Stored items
◇ ◇ ◇ ◇

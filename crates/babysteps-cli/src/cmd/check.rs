//! `bs check`: run an integrity pass on demand.
//!
//! The comprehensive pass repairs what it finds and saves in one
//! transaction. `--quick` only reads.

use std::io::Write;

use babysteps_core::config::StoreConfig;
use babysteps_core::db;
use babysteps_core::integrity::{self, IntegrityReport};
use babysteps_core::lock::StoreLock;
use clap::Args;
use serde::Serialize;

use crate::output::{OutputMode, pretty_kv, pretty_section, render_mode};

/// Arguments for `bs check`.
#[derive(Args, Debug, Default)]
pub struct CheckArgs {
    /// Only test the completion-flag rule; never writes.
    #[arg(long)]
    pub quick: bool,
}

#[derive(Debug, Serialize)]
struct QuickCheckOutput {
    mode: &'static str,
    is_valid: bool,
}

/// Execute `bs check`.
pub fn run_check(args: &CheckArgs, config: &StoreConfig, output: OutputMode) -> anyhow::Result<()> {
    if args.quick {
        let (_lock, conn) = super::open_for_reading(config)?;
        let payload = QuickCheckOutput {
            mode: "quick",
            is_valid: integrity::quick_check(&conn)?,
        };
        return render_mode(
            output,
            &payload,
            |payload, w| writeln!(w, "quick_check={}", ok_label(payload.is_valid)),
            |payload, w| {
                pretty_section(w, "Quick integrity check")?;
                pretty_kv(w, "Result", ok_label(payload.is_valid))
            },
        );
    }

    let _lock = StoreLock::acquire(&config.store_path, config.lock_timeout())?;
    let mut conn = db::open_existing(&config.store_path)?;
    let report = integrity::comprehensive_check(&mut conn)?;
    render_mode(output, &report, write_integrity_text, write_integrity_pretty)
}

const fn ok_label(valid: bool) -> &'static str {
    if valid { "ok" } else { "failed" }
}

/// `key=value` lines for a comprehensive report, one line per issue.
pub fn write_integrity_text(report: &IntegrityReport, w: &mut dyn Write) -> std::io::Result<()> {
    writeln!(
        w,
        "integrity={} repaired={} warnings={}",
        ok_label(report.is_valid),
        report.repaired_count,
        report.warnings.len()
    )?;
    for issue in &report.issues {
        writeln!(w, "repaired: {issue}")?;
    }
    for warning in &report.warnings {
        writeln!(w, "warning: {warning}")?;
    }
    Ok(())
}

pub fn write_integrity_pretty(report: &IntegrityReport, w: &mut dyn Write) -> std::io::Result<()> {
    pretty_section(w, "Integrity")?;
    pretty_kv(
        w,
        "Checked",
        format!(
            "{} tasks, {} steps at {}",
            report.total_tasks,
            report.total_steps,
            report.checked_at.to_rfc3339()
        ),
    )?;
    if report.is_valid {
        pretty_kv(w, "Result", "no issues")?;
    } else {
        pretty_kv(w, "Result", format!("{} repaired", report.repaired_count))?;
        for issue in &report.issues {
            writeln!(w, "  - {issue}")?;
        }
    }
    for warning in &report.warnings {
        writeln!(w, "  ! {warning}")?;
    }
    Ok(())
}
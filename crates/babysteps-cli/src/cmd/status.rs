//! `bs status`: where the store is and what shape it is in.
//!
//! Read-only: the store is opened without migrating, so this is the one
//! command that can show a store still waiting for `bs migrate`.

use std::io::Write;
use std::path::PathBuf;

use babysteps_core::config::StoreConfig;
use babysteps_core::db::migrations::{self, LATEST_SCHEMA_VERSION};
use babysteps_core::db::query::{self, StoreStats};
use babysteps_core::db::schema;
use babysteps_core::integrity;
use chrono::{DateTime, Utc};
use clap::Args;
use rusqlite::Connection;
use serde::Serialize;

use crate::output::{OutputMode, pretty_kv, pretty_section, render_mode};

/// Arguments for `bs status`.
#[derive(Args, Debug, Default)]
pub struct StatusArgs {}

#[derive(Debug, Serialize)]
struct StatusOutput {
    store_path: PathBuf,
    exists: bool,
    schema_version: Option<u32>,
    latest_schema_version: u32,
    needs_migration: bool,
    last_migrated_at: Option<DateTime<Utc>>,
    last_check_at: Option<DateTime<Utc>>,
    /// `None` unless the store is at the latest schema.
    quick_check_passed: Option<bool>,
    stats: Option<StoreStats>,
}

impl StatusOutput {
    fn missing(store_path: PathBuf) -> Self {
        Self {
            store_path,
            exists: false,
            schema_version: None,
            latest_schema_version: LATEST_SCHEMA_VERSION,
            needs_migration: false,
            last_migrated_at: None,
            last_check_at: None,
            quick_check_passed: None,
            stats: None,
        }
    }
}

/// Stored version, falling back to shape detection for unversioned stores.
fn stored_version(conn: &Connection) -> anyhow::Result<Option<u32>> {
    let version = migrations::current_schema_version(conn)?;
    if version != 0 {
        return Ok(Some(version));
    }
    Ok(schema::detect_version(conn)?.map(schema::SchemaVersion::number))
}

/// Execute `bs status`.
pub fn run_status(
    _args: &StatusArgs,
    config: &StoreConfig,
    output: OutputMode,
) -> anyhow::Result<()> {
    let store_path = config.store_path.clone();
    if !store_path.exists() {
        return render_status(output, &StatusOutput::missing(store_path));
    }

    let (_lock, conn) = super::open_for_reading(config)?;
    let schema_version = stored_version(&conn)?;
    let current = schema_version == Some(LATEST_SCHEMA_VERSION);

    let meta = if current { query::read_meta(&conn)? } else { None };
    let payload = StatusOutput {
        store_path,
        exists: true,
        schema_version,
        latest_schema_version: LATEST_SCHEMA_VERSION,
        needs_migration: schema_version.is_some_and(|version| version < LATEST_SCHEMA_VERSION),
        last_migrated_at: meta.and_then(|meta| meta.last_migrated_at),
        last_check_at: meta.and_then(|meta| meta.last_check_at),
        quick_check_passed: if current {
            Some(integrity::quick_check(&conn)?)
        } else {
            None
        },
        stats: if current {
            Some(query::store_stats(&conn)?)
        } else {
            None
        },
    };

    render_status(output, &payload)
}

fn render_status(output: OutputMode, payload: &StatusOutput) -> anyhow::Result<()> {
    render_mode(output, payload, render_status_text, render_status_pretty)
}

fn version_label(version: Option<u32>) -> String {
    version.map_or_else(|| "empty".to_string(), |version| format!("v{version}"))
}

fn time_label(at: Option<DateTime<Utc>>) -> String {
    at.map_or_else(|| "never".to_string(), |at| at.to_rfc3339())
}

fn render_status_text(report: &StatusOutput, w: &mut dyn Write) -> std::io::Result<()> {
    writeln!(w, "store={}", report.store_path.display())?;
    writeln!(w, "exists={}", report.exists)?;
    writeln!(w, "schema={}", version_label(report.schema_version))?;
    writeln!(w, "needs_migration={}", report.needs_migration)?;
    if let Some(passed) = report.quick_check_passed {
        writeln!(w, "quick_check={}", if passed { "ok" } else { "failed" })?;
    }
    if let Some(stats) = report.stats {
        writeln!(
            w,
            "tasks={} completed_tasks={} steps={} completed_steps={} orphans={}",
            stats.total_tasks,
            stats.completed_tasks,
            stats.total_steps,
            stats.completed_steps,
            stats.orphan_steps
        )?;
    }
    Ok(())
}

fn render_status_pretty(report: &StatusOutput, w: &mut dyn Write) -> std::io::Result<()> {
    pretty_section(w, "Store")?;
    pretty_kv(w, "Path", report.store_path.display().to_string())?;
    if !report.exists {
        pretty_kv(w, "State", "not created yet")?;
        return Ok(());
    }

    let schema = if report.needs_migration {
        format!(
            "{} (run `bs migrate` to reach v{})",
            version_label(report.schema_version),
            report.latest_schema_version
        )
    } else {
        version_label(report.schema_version)
    };
    pretty_kv(w, "Schema", schema)?;
    pretty_kv(w, "Last migrated", time_label(report.last_migrated_at))?;
    pretty_kv(w, "Last repaired", time_label(report.last_check_at))?;
    if let Some(passed) = report.quick_check_passed {
        pretty_kv(w, "Quick check", if passed { "ok" } else { "failed" })?;
    }

    if let Some(stats) = report.stats {
        writeln!(w)?;
        pretty_section(w, "Contents")?;
        pretty_kv(
            w,
            "Tasks",
            format!("{} ({} completed)", stats.total_tasks, stats.completed_tasks),
        )?;
        pretty_kv(
            w,
            "Steps",
            format!("{} ({} completed)", stats.total_steps, stats.completed_steps),
        )?;
        if stats.orphan_steps > 0 {
            pretty_kv(w, "Orphan steps", stats.orphan_steps.to_string())?;
        }
    }
    Ok(())
}

#[cfg(test)]
mod tests {
    use super::*;

    #[test]
    fn text_lists_counts_for_current_store() {
        let report = StatusOutput {
            exists: true,
            schema_version: Some(LATEST_SCHEMA_VERSION),
            stats: Some(StoreStats {
                total_tasks: 2,
                completed_tasks: 1,
                total_steps: 5,
                completed_steps: 3,
                orphan_steps: 0,
            }),
            quick_check_passed: Some(true),
            ..StatusOutput::missing(PathBuf::from("/tmp/bs.sqlite3"))
        };

        let mut buf = Vec::new();
        render_status_text(&report, &mut buf).expect("render");
        let text = String::from_utf8(buf).expect("utf8");

        assert!(text.contains("schema=v2"));
        assert!(text.contains("quick_check=ok"));
        assert!(text.contains("tasks=2 completed_tasks=1 steps=5"));
    }

    #[test]
    fn pretty_points_at_migrate_for_old_store() {
        let report = StatusOutput {
            exists: true,
            schema_version: Some(1),
            needs_migration: true,
            ..StatusOutput::missing(PathBuf::from("/tmp/bs.sqlite3"))
        };

        let mut buf = Vec::new();
        render_status_pretty(&report, &mut buf).expect("render");
        let text = String::from_utf8(buf).expect("utf8");

        assert!(text.contains("v1 (run `bs migrate` to reach v2)"));
        assert!(!text.contains("Contents"));
    }
}
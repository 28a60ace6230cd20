//! babysteps-core library.
//!
//! Task/step storage for the BabySteps habit tracker: the versioned SQLite
//! schema and its migration stages, the integrity checker that restores the
//! data invariants at startup, and the read paths used by the widget and the
//! activity heatmap.

pub mod activity;
pub mod config;
pub mod db;
pub mod error;
pub mod integrity;
pub mod lock;
pub mod model;
pub mod progress;
pub mod startup;
pub mod time;

/// # Conventions
///
/// - **Errors**: `thiserror` enums per subsystem, each mapping to an
///   [`error::ErrorCode`]. `anyhow::Result` only for config loading.
/// - **Logging**: Use `tracing` macros (`info!`, `warn!`, `error!`, `debug!`, `trace!`).
///   The library never installs a subscriber.
pub use db::{Confirmation, StoreError, open_store};
pub use integrity::IntegrityReport;
pub use progress::ProgressEntry;
pub use startup::{StartupReport, startup};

◇ ◇ ◇ ◇

■ **Assignment**
Copy each line from the entries above that has the word "static" in it.

■ **Your solution**
    mode: &'static str,
const fn ok_label(valid: bool) -> &'static str {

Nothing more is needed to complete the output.